Permanently consigned to the second tier of UK cities, Liverpool had somehow become pigeon‐holed as economically and maybe even culturally irrelevant. The bold promise of 2008 had been replaced by fatalistic resignation, punctuated by occasional blasts of delusional bombast and mawkish nostalgia. As a result, Liverpool ceased to be discussed when the adults were in the room.
Winning the brief, with an ominous feeling of déjà vu and an almost Sisyphean sense of futility, we set out to equip the city once again with a future tense vocabulary and a story that would surprise and challenge the preconceptions of those we most needed to convince and convert. But like an aging soap star struggling with new scripts and plot lines, the city inevitably lapsed into its well‐worn phrases and crowd‐pleasing clichés. The It’s Liverpool campaign became less of a device to “package surprises” and orientate future ambition, but more an excuse to recycle familiar messages and tell the world what they already knew.

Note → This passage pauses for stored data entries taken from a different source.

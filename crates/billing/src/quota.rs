//! Quota admission decisions
//!
//! Pure decision logic: given a subscription snapshot and a requested cost,
//! decide whether to admit the request. No side effects, no I/O. The caller
//! gates on a worst-case estimate here, executes the completion, then commits
//! the actual cost through [`crate::usage::UsageMeter`].

use promptmeter_shared::{QuotaCheckResult, Subscription, SubscriptionStatus};
use time::OffsetDateTime;

/// Check whether a subscription can afford `tokens_required` units.
///
/// Decision order (first matching rule wins):
/// 1. No subscription: deny.
/// 2. Status is not active: deny, message carries the literal status.
/// 3. Billing period already ended: deny, regardless of status.
/// 4. Remaining quota below the requested cost: deny, remaining reported
///    as-is (it can be negative after an admin quota decrease).
/// 5. Otherwise admit; `remaining` is the projected post-charge value. The
///    real charge is committed later with the actual cost, which may differ
///    from this estimate.
///
/// The boundary is inclusive: `tokens_required == remaining` admits with a
/// projected remaining of 0.
pub fn check_quota(
    subscription: Option<&Subscription>,
    tokens_required: i64,
    now: OffsetDateTime,
) -> QuotaCheckResult {
    let Some(subscription) = subscription else {
        return QuotaCheckResult {
            allowed: false,
            remaining: 0,
            message: Some("No active subscription found".to_string()),
        };
    };

    if subscription.status != SubscriptionStatus::Active {
        return QuotaCheckResult {
            allowed: false,
            remaining: 0,
            message: Some(format!("Subscription is {}", subscription.status)),
        };
    }

    if subscription.current_period_end < now {
        return QuotaCheckResult {
            allowed: false,
            remaining: 0,
            message: Some("Subscription period has ended".to_string()),
        };
    }

    let remaining = subscription.remaining();
    if remaining < tokens_required {
        return QuotaCheckResult {
            allowed: false,
            remaining,
            message: Some(format!(
                "Insufficient quota. Remaining: {}, Required: {}",
                remaining, tokens_required
            )),
        };
    }

    QuotaCheckResult {
        allowed: true,
        remaining: remaining - tokens_required,
        message: None,
    }
}
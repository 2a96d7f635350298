//! HTTP route definitions

mod admin;
mod assistant;
mod health;
mod webhook;

use axum::routing::{get, post};
use axum::Router;

use crate::state::AppState;

/// Build the full application router
pub fn create_router(state: AppState) -> Router {
    Router::new()
        .route("/health", get(health::health_check))
        .route("/api/assistant", post(assistant::generate))
        .route("/api/usage", get(assistant::usage))
        .route("/api/webhooks/billing", post(webhook::handle_webhook))
        .route("/api/admin/users", post(admin::create_user))
        .route("/api/admin/override", post(admin::override_subscription))
        .route("/api/admin/dedupe", post(admin::dedupe_subscriptions))
        .route("/api/admin/invariants", get(admin::run_invariants))
        .route(
            "/api/admin/invariants/{name}",
            get(admin::run_single_invariant),
        )
        .with_state(state)
}
//! Subscription reconciliation
//!
//! Folds the billing provider's lifecycle event stream into the locally
//! mirrored subscription state. Delivery is at-least-once and not totally
//! ordered, so every effect here is defined to be safe to apply redundantly:
//! upserts are keyed by the external subscription id, cancellation and usage
//! reset are idempotent by construction, and replaying any event converges
//! to the same state as applying it once.
//!
//! Events referencing users or subscriptions we have no linkage for are
//! logged and acknowledged without being applied; failing the delivery would
//! only make the provider redeliver it forever.

use time::OffsetDateTime;
use uuid::Uuid;

use promptmeter_shared::SubscriptionStatus;

use crate::error::BillingResult;
use crate::plans::plan_for_price;
use crate::store::{BillingStore, SubscriptionUpsert};

/// A billing-provider lifecycle event, already verified and parsed.
#[derive(Debug, Clone, PartialEq)]
pub enum LifecycleEvent {
    /// First successful checkout: link the provider customer id to the user.
    CheckoutCompleted {
        user_id: Uuid,
        customer_id: String,
    },
    /// Subscription created or updated; the provider does not distinguish
    /// usefully between the two for our purposes, and neither do we.
    SubscriptionUpserted {
        provider_subscription_id: String,
        customer_id: String,
        price_id: String,
        status: SubscriptionStatus,
        current_period_end: OffsetDateTime,
    },
    SubscriptionDeleted {
        provider_subscription_id: String,
    },
    /// Renewal payment confirmed: the only event that zeroes usage.
    InvoicePaymentSucceeded {
        provider_subscription_id: String,
        period_end: Option<OffsetDateTime>,
    },
}

impl LifecycleEvent {
    pub fn kind(&self) -> &'static str {
        match self {
            Self::CheckoutCompleted { .. } => "checkout_completed",
            Self::SubscriptionUpserted { .. } => "subscription_upserted",
            Self::SubscriptionDeleted { .. } => "subscription_deleted",
            Self::InvoicePaymentSucceeded { .. } => "invoice_payment_succeeded",
        }
    }
}

/// Applies lifecycle events to the subscription mirror.
#[derive(Clone)]
pub struct SubscriptionReconciler {
    store: BillingStore,
}

impl SubscriptionReconciler {
    pub fn new(store: BillingStore) -> Self {
        Self { store }
    }

    /// Apply one lifecycle event. Idempotent: applying the same event twice
    /// converges to the same state. Out-of-order "updated" events apply
    /// last-write-wins; the provider carries no usable sequence number.
    pub async fn apply(&self, event: LifecycleEvent) -> BillingResult<()> {
        match event {
            LifecycleEvent::CheckoutCompleted {
                user_id,
                customer_id,
            } => self.apply_checkout_completed(user_id, &customer_id).await,
            LifecycleEvent::SubscriptionUpserted {
                provider_subscription_id,
                customer_id,
                price_id,
                status,
                current_period_end,
            } => {
                self.apply_subscription_upserted(
                    &provider_subscription_id,
                    &customer_id,
                    &price_id,
                    status,
                    current_period_end,
                )
                .await
            }
            LifecycleEvent::SubscriptionDeleted {
                provider_subscription_id,
            } => {
                self.apply_subscription_deleted(&provider_subscription_id)
                    .await
            }
            LifecycleEvent::InvoicePaymentSucceeded {
                provider_subscription_id,
                period_end,
            } => {
                self.apply_invoice_payment_succeeded(&provider_subscription_id, period_end)
                    .await
            }
        }
    }

    async fn apply_checkout_completed(
        &self,
        user_id: Uuid,
        customer_id: &str,
    ) -> BillingResult<()> {
        let linked = self.store.link_customer(user_id, customer_id).await?;
        if linked {
            tracing::info!(
                user_id = %user_id,
                customer_id = %customer_id,
                "Linked billing customer to user"
            );
        } else {
            tracing::warn!(
                user_id = %user_id,
                customer_id = %customer_id,
                "Checkout completed for unknown user, acknowledging without applying"
            );
        }
        Ok(())
    }

    async fn apply_subscription_upserted(
        &self,
        provider_subscription_id: &str,
        customer_id: &str,
        price_id: &str,
        status: SubscriptionStatus,
        current_period_end: OffsetDateTime,
    ) -> BillingResult<()> {
        let Some(user) = self.store.find_user_by_customer(customer_id).await? else {
            tracing::warn!(
                customer_id = %customer_id,
                provider_subscription_id = %provider_subscription_id,
                "Subscription event for unlinked customer, acknowledging without applying"
            );
            return Ok(());
        };

        let plan = plan_for_price(price_id);
        let subscription = self
            .store
            .upsert_subscription(SubscriptionUpsert {
                provider_subscription_id: provider_subscription_id.to_string(),
                user_id: user.id,
                tier: plan.tier,
                quota: plan.monthly_tokens,
                status,
                current_period_end,
            })
            .await?;

        tracing::info!(
            subscription_id = %subscription.id,
            provider_subscription_id = %provider_subscription_id,
            tier = %subscription.tier,
            status = %subscription.status,
            "Subscription mirrored from provider event"
        );
        Ok(())
    }

    async fn apply_subscription_deleted(
        &self,
        provider_subscription_id: &str,
    ) -> BillingResult<()> {
        match self.store.mark_canceled(provider_subscription_id).await? {
            Some(subscription) => {
                tracing::info!(
                    subscription_id = %subscription.id,
                    provider_subscription_id = %provider_subscription_id,
                    "Subscription canceled, row retained for audit"
                );
            }
            None => {
                tracing::warn!(
                    provider_subscription_id = %provider_subscription_id,
                    "Deletion event for unknown subscription, acknowledging without applying"
                );
            }
        }
        Ok(())
    }

    async fn apply_invoice_payment_succeeded(
        &self,
        provider_subscription_id: &str,
        period_end: Option<OffsetDateTime>,
    ) -> BillingResult<()> {
        match self
            .store
            .reset_usage(provider_subscription_id, period_end)
            .await?
        {
            Some(subscription) => {
                tracing::info!(
                    subscription_id = %subscription.id,
                    provider_subscription_id = %provider_subscription_id,
                    period_end = %subscription.current_period_end,
                    "Usage reset for new billing period"
                );
            }
            None => {
                tracing::warn!(
                    provider_subscription_id = %provider_subscription_id,
                    "Invoice payment for unknown subscription, acknowledging without applying"
                );
            }
        }
        Ok(())
    }
}

#[cfg(test)]
mod tests {
    #![allow(clippy::unwrap_used)]

    use super::*;
    use promptmeter_shared::SubscriptionTier;
    use time::Duration;

    async fn setup() -> (BillingStore, SubscriptionReconciler, Uuid) {
        let store = BillingStore::new_in_memory();
        let reconciler = SubscriptionReconciler::new(store.clone());
        let user = store.create_user("test@example.com", "hash", false).await.unwrap();
        store.link_customer(user.id, "cus_1").await.unwrap();
        (store, reconciler, user.id)
    }

    fn upsert_event(period_end: OffsetDateTime) -> LifecycleEvent {
        LifecycleEvent::SubscriptionUpserted {
            provider_subscription_id: "psub_1".to_string(),
            customer_id: "cus_1".to_string(),
            price_id: "price_pro".to_string(),
            status: SubscriptionStatus::Active,
            current_period_end: period_end,
        }
    }

    #[tokio::test]
    async fn test_upsert_creates_subscription_from_price() {
        let (store, reconciler, user_id) = setup().await;
        let end = OffsetDateTime::now_utc() + Duration::days(30);

        reconciler.apply(upsert_event(end)).await.unwrap();

        let sub = store.find_by_provider_id("psub_1").await.unwrap().unwrap();
        assert_eq!(sub.user_id, user_id);
        assert_eq!(sub.tier, SubscriptionTier::Pro);
        assert_eq!(sub.quota, 50_000);
        assert_eq!(sub.used, 0);
        assert_eq!(sub.current_period_end, end);
    }

    #[tokio::test]
    async fn test_upsert_replay_is_idempotent() {
        let (store, reconciler, _) = setup().await;
        let end = OffsetDateTime::now_utc() + Duration::days(30);

        reconciler.apply(upsert_event(end)).await.unwrap();
        let first = store.find_by_provider_id("psub_1").await.unwrap().unwrap();

        reconciler.apply(upsert_event(end)).await.unwrap();
        let second = store.find_by_provider_id("psub_1").await.unwrap().unwrap();

        assert_eq!(first.id, second.id);
        assert_eq!(first.used, second.used);
        assert_eq!(first.quota, second.quota);
        assert_eq!(first.status, second.status);
        assert_eq!(first.current_period_end, second.current_period_end);
    }

    #[tokio::test]
    async fn test_update_does_not_reset_used() {
        let (store, reconciler, _) = setup().await;
        let end = OffsetDateTime::now_utc() + Duration::days(30);
        reconciler.apply(upsert_event(end)).await.unwrap();

        let sub = store.find_by_provider_id("psub_1").await.unwrap().unwrap();
        store.commit_usage(sub.id, sub.version, 777).await.unwrap().unwrap();

        // Plain update arrives (e.g. plan change); usage must survive
        reconciler
            .apply(LifecycleEvent::SubscriptionUpserted {
                provider_subscription_id: "psub_1".to_string(),
                customer_id: "cus_1".to_string(),
                price_id: "price_premium".to_string(),
                status: SubscriptionStatus::Active,
                current_period_end: end,
            })
            .await
            .unwrap();

        let sub = store.find_by_provider_id("psub_1").await.unwrap().unwrap();
        assert_eq!(sub.used, 777);
        assert_eq!(sub.quota, 200_000);
    }

    #[tokio::test]
    async fn test_invoice_payment_resets_usage_and_wins_over_update() {
        let (store, reconciler, _) = setup().await;
        let end = OffsetDateTime::now_utc() + Duration::days(30);
        reconciler.apply(upsert_event(end)).await.unwrap();
        let sub = store.find_by_provider_id("psub_1").await.unwrap().unwrap();
        store.commit_usage(sub.id, sub.version, 500).await.unwrap().unwrap();

        // Update then renewal payment: reset wins for the usage field
        reconciler.apply(upsert_event(end)).await.unwrap();
        reconciler
            .apply(LifecycleEvent::InvoicePaymentSucceeded {
                provider_subscription_id: "psub_1".to_string(),
                period_end: Some(end + Duration::days(30)),
            })
            .await
            .unwrap();

        let sub = store.find_by_provider_id("psub_1").await.unwrap().unwrap();
        assert_eq!(sub.used, 0);
        assert_eq!(sub.current_period_end, end + Duration::days(30));
    }

    #[tokio::test]
    async fn test_delete_sets_canceled_and_replays_safely() {
        let (store, reconciler, _) = setup().await;
        reconciler
            .apply(upsert_event(OffsetDateTime::now_utc() + Duration::days(30)))
            .await
            .unwrap();

        let delete = LifecycleEvent::SubscriptionDeleted {
            provider_subscription_id: "psub_1".to_string(),
        };
        reconciler.apply(delete.clone()).await.unwrap();
        reconciler.apply(delete).await.unwrap();

        let sub = store.find_by_provider_id("psub_1").await.unwrap().unwrap();
        assert_eq!(sub.status, SubscriptionStatus::Canceled);
    }

    #[tokio::test]
    async fn test_events_for_unknown_records_are_acknowledged() {
        let (_, reconciler, _) = setup().await;

        // None of these may error: the provider would retry forever.
        reconciler
            .apply(LifecycleEvent::CheckoutCompleted {
                user_id: Uuid::new_v4(),
                customer_id: "cus_ghost".to_string(),
            })
            .await
            .unwrap();
        reconciler
            .apply(LifecycleEvent::SubscriptionUpserted {
                provider_subscription_id: "psub_ghost".to_string(),
                customer_id: "cus_ghost".to_string(),
                price_id: "price_pro".to_string(),
                status: SubscriptionStatus::Active,
                current_period_end: OffsetDateTime::now_utc(),
            })
            .await
            .unwrap();
        reconciler
            .apply(LifecycleEvent::InvoicePaymentSucceeded {
                provider_subscription_id: "psub_ghost".to_string(),
                period_end: None,
            })
            .await
            .unwrap();
    }

    #[tokio::test]
    async fn test_unknown_price_falls_back_to_basic() {
        let (store, reconciler, _) = setup().await;
        reconciler
            .apply(LifecycleEvent::SubscriptionUpserted {
                provider_subscription_id: "psub_1".to_string(),
                customer_id: "cus_1".to_string(),
                price_id: "price_mystery".to_string(),
                status: SubscriptionStatus::Active,
                current_period_end: OffsetDateTime::now_utc() + Duration::days(30),
            })
            .await
            .unwrap();

        let sub = store.find_by_provider_id("psub_1").await.unwrap().unwrap();
        assert_eq!(sub.tier, SubscriptionTier::Basic);
        assert_eq!(sub.quota, 10_000);
    }
}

Fast forward another seven years to 2017 and I am sitting in the campaign HQ of the man bidding to become the first Liverpool City Region Mayor, the Labour MP for Walton, Steve Rotheram. We are discussing how to frame a transformational narrative for his soon to be launched election campaign. I find myself agreeing with him that devolution is the last chance saloon for a city (or City Region) being left behind by its competitors and too often ignored by those whose judgments and decisions shape its future. I think we may even have used the phrase “putting Liverpool back on the map” as shorthand for a project to reassert the city’s status as a Premier League player (forgive the clumsy football cliché) ensuring it once again became an integral component in the national economic narrative. I was increasingly hopeful that Steve’s refreshingly insightful analysis of the city’s deficiencies could be the prequal to a visionary devolution project. Four years on, and the consensus is that our Metro Mayor has yet to reset Liverpool’s trajectory or restore our status as an important economic or creative asset for the UK. If devolution was the last chance saloon, then the barman, with one eye on the clock, appears to be reaching ominously for the towels.
Four years on, and the consensus is that our Metro Mayor has yet to reset Liverpool’s trajectory or restore our status as an important economic or creative asset for the UK.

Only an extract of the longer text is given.